In October 2023, Mauritius’ Supreme Court declared a law that criminalised same-sex intimacy between men unconstitutional. The case, brought by Abdool Ridwan (Ryan) Firaas Ah Seek with the support of the Human Dignity Trust, challenged the constitutionality of Section 250 of the Mauritian Criminal Code, which dated back to 1838. The provision criminalised ‘sodomy’ and anyone convicted could face a maximum penalty of five years’ imprisonment.
In the judgment, the Supreme Court judges underlined the constitutionally protected right to non-discrimination, stating, ‘…are there any valid reasons for the State to discriminate against the plaintiff having sexual intercourse in the only way available to him? The present case concerns the most private and intimate aspects of the identity of homosexual men, namely the manner in which they have sexual intercourse. Accordingly, there must exist particularly serious reasons for the State to justifiably interfere with the manner in which homosexual men choose to have consensual sexual intercourse in private.’

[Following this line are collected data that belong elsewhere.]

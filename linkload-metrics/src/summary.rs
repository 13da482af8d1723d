use crate::thresholds::ThresholdResult;
use serde::Serialize;
use std::fmt::{Display, Formatter};

#[derive(Debug, Clone, Default, PartialEq, Serialize)]
pub struct CounterSummary {
    pub count: u64,
    /// per second over the whole run
    pub rate: f64,
}

#[derive(Debug, Clone, Default, PartialEq, Serialize)]
pub struct RateSummary {
    pub rate: f64,
    pub hits: u64,
    pub total: u64,
}

impl RateSummary {
    pub fn new(hits: u64, total: u64) -> Self {
        let rate = if total == 0 {
            0.0
        } else {
            hits as f64 / total as f64
        };
        RateSummary { rate, hits, total }
    }
}

/// Latency distribution, in milliseconds
#[derive(Debug, Clone, Default, PartialEq, Serialize)]
pub struct TrendSummary {
    pub avg: f64,
    pub min: f64,
    pub med: f64,
    pub max: f64,
    pub p90: f64,
    pub p95: f64,
    pub p99: f64,
}

#[derive(Debug, Clone, PartialEq, Serialize)]
pub struct CheckSummary {
    pub name: String,
    pub passes: u64,
    pub fails: u64,
}

/// End of run report, printed to stdout and optionally exported as json.
#[derive(Debug, Clone, PartialEq, Serialize)]
pub struct RunSummary {
    pub scenario: String,
    pub executor: String,
    pub elapsed_secs: f64,
    pub checks: Vec<CheckSummary>,
    pub checks_total: RateSummary,
    pub http_reqs: CounterSummary,
    pub http_req_failed: RateSummary,
    pub http_req_duration: TrendSummary,
    pub iterations: CounterSummary,
    pub dropped_iterations: CounterSummary,
    pub thresholds: Vec<ThresholdResult>,
}

impl RunSummary {
    pub fn thresholds_passed(&self) -> bool {
        self.thresholds.iter().all(|t| t.passed)
    }

    pub fn failed_thresholds(&self) -> impl Iterator<Item = &ThresholdResult> {
        self.thresholds.iter().filter(|t| !t.passed)
    }
}

fn mark(passed: bool) -> char {
    if passed {
        '✓'
    } else {
        '✗'
    }
}

fn ms(value: f64) -> String {
    if value >= 1000.0 {
        format!("{:.2}s", value / 1000.0)
    } else {
        format!("{:.2}ms", value)
    }
}

impl Display for RunSummary {
    fn fmt(&self, f: &mut Formatter<'_>) -> std::fmt::Result {
        writeln!(
            f,
            "  scenario: {} ({}), {:.1}s",
            self.scenario, self.executor, self.elapsed_secs
        )?;
        writeln!(f)?;
        for check in &self.checks {
            writeln!(f, "  {} {}", mark(check.fails == 0), check.name)?;
            if check.fails > 0 {
                let total = check.passes + check.fails;
                writeln!(
                    f,
                    "    ↳  {:.0}% - ✓ {} / ✗ {}",
                    check.passes as f64 * 100.0 / total as f64,
                    check.passes,
                    check.fails
                )?;
            }
        }
        if !self.checks.is_empty() {
            writeln!(f)?;
        }

        let threshold_mark = |metric: &str| -> String {
            let mut results = self.thresholds.iter().filter(|t| t.metric == metric).peekable();
            if results.peek().is_none() {
                return " ".to_string();
            }
            mark(results.all(|t| t.passed)).to_string()
        };

        writeln!(
            f,
            "  {} {:.<28}: {:.2}% ✓ {} ✗ {}",
            threshold_mark("checks"),
            "checks",
            self.checks_total.rate * 100.0,
            self.checks_total.hits,
            self.checks_total.total - self.checks_total.hits
        )?;
        writeln!(
            f,
            "  {} {:.<28}: {} {:.2}/s",
            threshold_mark("dropped_iterations"),
            "dropped_iterations",
            self.dropped_iterations.count,
            self.dropped_iterations.rate
        )?;
        let trend = &self.http_req_duration;
        writeln!(
            f,
            "  {} {:.<28}: avg={} min={} med={} max={} p(90)={} p(95)={} p(99)={}",
            threshold_mark("http_req_duration"),
            "http_req_duration",
            ms(trend.avg),
            ms(trend.min),
            ms(trend.med),
            ms(trend.max),
            ms(trend.p90),
            ms(trend.p95),
            ms(trend.p99)
        )?;
        writeln!(
            f,
            "  {} {:.<28}: {:.2}% ✓ {} ✗ {}",
            threshold_mark("http_req_failed"),
            "http_req_failed",
            self.http_req_failed.rate * 100.0,
            self.http_req_failed.hits,
            self.http_req_failed.total - self.http_req_failed.hits
        )?;
        writeln!(
            f,
            "  {} {:.<28}: {} {:.2}/s",
            threshold_mark("http_reqs"),
            "http_reqs",
            self.http_reqs.count,
            self.http_reqs.rate
        )?;
        writeln!(
            f,
            "  {} {:.<28}: {} {:.2}/s",
            threshold_mark("iterations"),
            "iterations",
            self.iterations.count,
            self.iterations.rate
        )?;

        if !self.thresholds.is_empty() {
            writeln!(f)?;
            writeln!(f, "  thresholds:")?;
            for threshold in &self.thresholds {
                let observed = threshold
                    .observed
                    .map(|v| format!("{:.4}", v))
                    .unwrap_or_else(|| "no data".to_string());
                writeln!(
                    f,
                    "  {} {} {} (observed: {})",
                    mark(threshold.passed),
                    threshold.metric,
                    threshold.expression,
                    observed
                )?;
            }
        }
        Ok(())
    }
}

The law was inherited from the British during the colonial period, in which the English criminal law was imposed upon Mauritius, and was retained upon independence in 1968, only shortly after the corresponding law was removed from the statute books in England in 1967.
In their reasoning the judges also overtly recognised the legacy of colonial-era laws, remarking that, ‘Section 250 was not introduced into Mauritius to reflect any Mauritian values but was inherited as part of our colonial history from Britain. Its enactment was not the expression of domestic democratic will but was a course imposed on Mauritius and other colonies by British rule.’